Laurent Saint-Martin, député LREM de la 3ème circonscription, a participé ce vendredi 25 janvier à une visite du pigeonnier et de l’atelier de l’artiste Marino Di Teana (photo de une), organisée par le Conseil des sages de Périgny-sur-Yerres. «La commune et son Conseil des sages ont aujourd’hui pour ambition de trouver les financements nécessaires à la réalisation des travaux du pigeonnier et consulteront prochainement de potentiels partenaires. L’objectif sera de faire du pigeonnier et de son extérieur un espace d’expositions et de rencontres artistiques. Riche des oeuvres issues des ateliers Haligon, et notamment celles de Georges Dubuffet, Périgny-sur-Yerres dispose également d’un patrimoine aussi insoupçonné qu’exceptionnel : les ateliers de Marino Di Teana. Le sculpteur italien mondialement reconnu a ainsi légué un héritage inestimable de sculptures, plans, maquettes, dessins et autres photographies uniques. Cette visite illustre non seulement la richesse du patrimoine des communes du plateau briard mais également l'esprit d'initiative qui anime les habitants lorsqu'il s'agit de donner une nouvelle vie au bâti historique. Je salue à ce titre l'action du Conseil des sages de Périgny-sur-Yerres pour la mise en lumière du patrimoine briard et sa volonté de réhabiliter le pigeonnier de la commune», salue le député.

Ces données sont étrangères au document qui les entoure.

//! Purpose: Drive one execute request end-to-end against the evaluation engine.
//! Exports: `ExecutionCoordinator`, `ExecutionRequest`, `ExecutionReply`, `ExecutionOutcome`,
//! `ResultItem`, `ClientInitPayload`.
//! Role: Owns the session; the only place session state changes after start-up.
//! Invariants: The client init payload precedes any evaluation; the session is marked
//! Initialized only after it was published.
//! Invariants: Streamed output is forwarded as it happens and always precedes result messages.
//! Invariants: Construction/run failures are reported in the reply; the session continues.
//! Invariants: A `Contract` error (unknown streamed-output kind) is returned as `Err` and is fatal.
use std::time::Duration;

use crate::core::channel::{OutputMessage, Publisher};
use crate::core::engine::{EvaluationEngine, OutputSink, RawOutput, StreamedOutputEvent};
use crate::core::error::{Error, ErrorKind, format_traceback};
use crate::core::mime::{Displayable, MarkupResult, Repr, ReprKind, format_bundle, rewrite_markup};
use crate::core::session::{ClientState, Session};

/// `ename` reported when an evaluation cannot be constructed or run.
pub const SYSTEM_EXCEPTION: &str = "System:exception";

pub const DEFAULT_TIMEOUT: Duration = Duration::from_secs(10);

const MATH_RENDERER_CONFIG: &str = r#"MathJax.Hub.Config({jax: ["input/TeX","input/MathML","input/AsciiMath","output/HTML-CSS","output/NativeMML",
"output/PreviewHTML"],extensions: ["tex2jax.js","mml2jax.js","asciimath2jax.js","MathMenu.js","MathZoom.js",
"fast-preview.js", "AssistiveMML.js"],TeX: { extensions: ["AMSmath.js","AMSsymbols.js","noErrors.js",
"noUndefined.js"]}});"#;
const MATH_RENDERER_URL: &str = "https://cdn.mathjax.org/mathjax/latest/MathJax.js";

#[derive(Clone, Debug, Eq, PartialEq)]
pub struct ExecutionRequest {
    pub code: String,
    pub silent: bool,
}

#[derive(Copy, Clone, Debug, Eq, PartialEq)]
pub enum ExecutionStatus {
    Ok,
    Error,
}

#[derive(Clone, Debug, Eq, PartialEq)]
pub struct ExecutionError {
    pub name: String,
    pub value: String,
    pub traceback: Vec<String>,
}

#[derive(Clone, Debug, Eq, PartialEq)]
pub struct ExecutionReply {
    pub status: ExecutionStatus,
    pub execution_count: u64,
    pub error: Option<ExecutionError>,
}

impl ExecutionReply {
    fn ok(execution_count: u64) -> Self {
        Self {
            status: ExecutionStatus::Ok,
            execution_count,
            error: None,
        }
    }

    fn failed(execution_count: u64, err: &Error) -> Self {
        Self {
            status: ExecutionStatus::Error,
            execution_count,
            error: Some(ExecutionError {
                name: SYSTEM_EXCEPTION.to_string(),
                value: err.message().unwrap_or("evaluation failed").to_string(),
                traceback: format_traceback(err),
            }),
        }
    }
}

#[derive(Clone, Debug, Eq, PartialEq)]
pub struct ResultItem {
    pub line_no: u64,
    pub rendered_markup: String,
}

#[derive(Clone, Debug, Eq, PartialEq)]
pub struct ExecutionOutcome {
    pub reply: ExecutionReply,
    pub results: Vec<ResultItem>,
    pub events: Vec<StreamedOutputEvent>,
}

/// Script plus the library it needs, sent once to configure client-side math rendering.
#[derive(Clone, Debug, Eq, PartialEq)]
pub struct ClientInitPayload {
    pub script: String,
    pub library_url: String,
}

impl Default for ClientInitPayload {
    fn default() -> Self {
        Self {
            script: MATH_RENDERER_CONFIG.to_string(),
            library_url: MATH_RENDERER_URL.to_string(),
        }
    }
}

impl Displayable for ClientInitPayload {
    fn plain_text(&self) -> String {
        format!("<client init script: {}>", self.library_url)
    }

    fn represent(&self, kind: ReprKind) -> Option<Result<Repr, Error>> {
        match kind {
            ReprKind::Javascript => Some(Ok(Repr::Text(format!(
                "$.getScript(\"{}\", function () {{\n{}}});\n",
                self.library_url, self.script
            )))),
            _ => None,
        }
    }
}

pub struct ExecutionCoordinator<E: EvaluationEngine> {
    engine: E,
    session: Session<E::Environment>,
    timeout: Duration,
    client_init: Option<ClientInitPayload>,
}

impl<E: EvaluationEngine> ExecutionCoordinator<E> {
    /// Start a session: fresh environment with the engine's line counter reset to zero.
    pub fn start(mut engine: E) -> Result<Self, Error> {
        let mut environment = engine.new_environment()?;
        engine.reset_line(&mut environment);
        let mut session = Session::new(environment);
        session.reset_line();
        Ok(Self {
            engine,
            session,
            timeout: DEFAULT_TIMEOUT,
            client_init: Some(ClientInitPayload::default()),
        })
    }

    pub fn with_timeout(mut self, timeout: Duration) -> Self {
        self.timeout = timeout;
        self
    }

    /// Replace the one-time client payload; `None` skips it (the lifecycle still advances).
    pub fn with_client_init(mut self, payload: Option<ClientInitPayload>) -> Self {
        self.client_init = payload;
        self
    }

    pub fn session(&self) -> &Session<E::Environment> {
        &self.session
    }

    pub fn engine(&self) -> &E {
        &self.engine
    }

    pub fn execute(
        &mut self,
        request: &ExecutionRequest,
        publisher: &mut dyn Publisher,
    ) -> Result<ExecutionOutcome, Error> {
        if self.session.client_state() == ClientState::Uninitialized {
            if let Some(payload) = &self.client_init {
                tracing::debug!("publishing client init payload");
                publisher.publish(OutputMessage::DisplayData {
                    data: format_bundle(payload),
                })?;
            }
            self.session.mark_client_initialized();
        }

        let prepared =
            self.engine
                .prepare(&request.code, self.session.environment_mut(), self.timeout);
        let evaluation = match prepared {
            Ok(evaluation) => evaluation,
            Err(err) => return self.report_failure(err, Vec::new()),
        };

        let mut sink = ForwardingSink::new(&mut *publisher);
        let run = self
            .engine
            .run(evaluation, self.session.environment_mut(), &mut sink);
        let ForwardingSink {
            events, violation, ..
        } = sink;
        if let Some(err) = violation {
            tracing::error!(error = %err, "evaluation engine broke the output contract");
            return Err(err);
        }
        let results = match run {
            Ok(results) => results,
            Err(err) => return self.report_failure(err, events),
        };

        let line = self.engine.current_line(self.session.environment());
        self.session.advance_line(line);

        let mut items = Vec::new();
        if !request.silent {
            for result in results {
                let Some(markup) = result.markup.filter(|markup| !markup.is_empty()) else {
                    continue;
                };
                let item = ResultItem {
                    line_no: result.line_no,
                    rendered_markup: rewrite_markup(&markup),
                };
                publisher.publish(OutputMessage::ExecuteResult {
                    execution_count: item.line_no,
                    data: format_bundle(&MarkupResult {
                        raw: &markup,
                        rewritten: &item.rendered_markup,
                    }),
                })?;
                items.push(item);
            }
        }

        Ok(ExecutionOutcome {
            reply: ExecutionReply::ok(self.session.current_line()),
            results: items,
            events,
        })
    }

    fn report_failure(
        &self,
        err: Error,
        events: Vec<StreamedOutputEvent>,
    ) -> Result<ExecutionOutcome, Error> {
        if err.is_fatal() {
            return Err(err);
        }
        tracing::warn!(error = %err, "evaluation failed");
        Ok(ExecutionOutcome {
            reply: ExecutionReply::failed(self.session.current_line(), &err),
            results: Vec::new(),
            events,
        })
    }
}

/// Classifies engine output and forwards it to the publisher in emission order.
struct ForwardingSink<'a> {
    publisher: &'a mut dyn Publisher,
    events: Vec<StreamedOutputEvent>,
    violation: Option<Error>,
}

impl<'a> ForwardingSink<'a> {
    fn new(publisher: &'a mut dyn Publisher) -> Self {
        Self {
            publisher,
            events: Vec::new(),
            violation: None,
        }
    }
}

impl OutputSink for ForwardingSink<'_> {
    fn emit(&mut self, output: RawOutput) -> Result<(), Error> {
        if self.violation.is_some() {
            return Err(Error::new(ErrorKind::Contract).with_message("output sink is closed"));
        }
        let event = match StreamedOutputEvent::classify(output) {
            Ok(event) => event,
            Err(err) => {
                let message = err.message().unwrap_or("invalid streamed output").to_string();
                self.violation = Some(err);
                return Err(Error::new(ErrorKind::Contract).with_message(message));
            }
        };
        self.publisher.publish(OutputMessage::Stream {
            name: event.stream(),
            text: event.render(),
        })?;
        self.events.push(event);
        Ok(())
    }
}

Laurence Cohen interroge  le ministre de l'économie sur l'additif E 171 ou dioxyde de titane

Sénatrice PCF du Val-de-Marne, Laurence Cohen a déposé ce 17 janvier une question écrite au gouvernement à propos du retard de parution du décret permettant de rendre effectif le vote de la suspension de l'utilisation de l'additif E 171 (dioxyde de titane) présent dans de nombreux produits alimentaires, notamment les bonbons. «Cet additif inquiète depuis plusieurs années, des associations de consommateurs, du fait de son caractère cancérigène. Les doutes sont sérieux et fondés sur diverses études scientifiques, ce qui a amené la secrétaire d'État auprès du ministre de la transition écologique à demander la suspension de son utilisation en mai 2018, et ce dès la fin 2018.  Cette suspension a été actée et votée dans la loi n° 2018-938 du 30 octobre 2018 pour l'équilibre des relations commerciales dans le secteur agricole et alimentaire et une alimentation saine, durable et accessible à tous.  Depuis lors, le décret permettant cette mise en œuvre n'est toujours pas paru, et ses récents propos à ce sujet ne sont guère rassurants et remettent en cause le vote du Parlement», s'inquiète la sénatrice qui demande au ministre «s'il entend se conformer au vote émis et faire paraître au plus vite ce décret afin que la suspension soit effective le plus rapidement possible», rappelant que «plusieurs industriels ou enseignes se sont engagés à ne plus l'utiliser, anticipant ainsi la décision» et considérant «qu'il serait incompréhensible que le Gouvernement, de son côté, ne prenne pas les dispositions nécessaires pour mettre en place dès à présent le principe de précaution, face à la nocivité potentielle de ce produit.»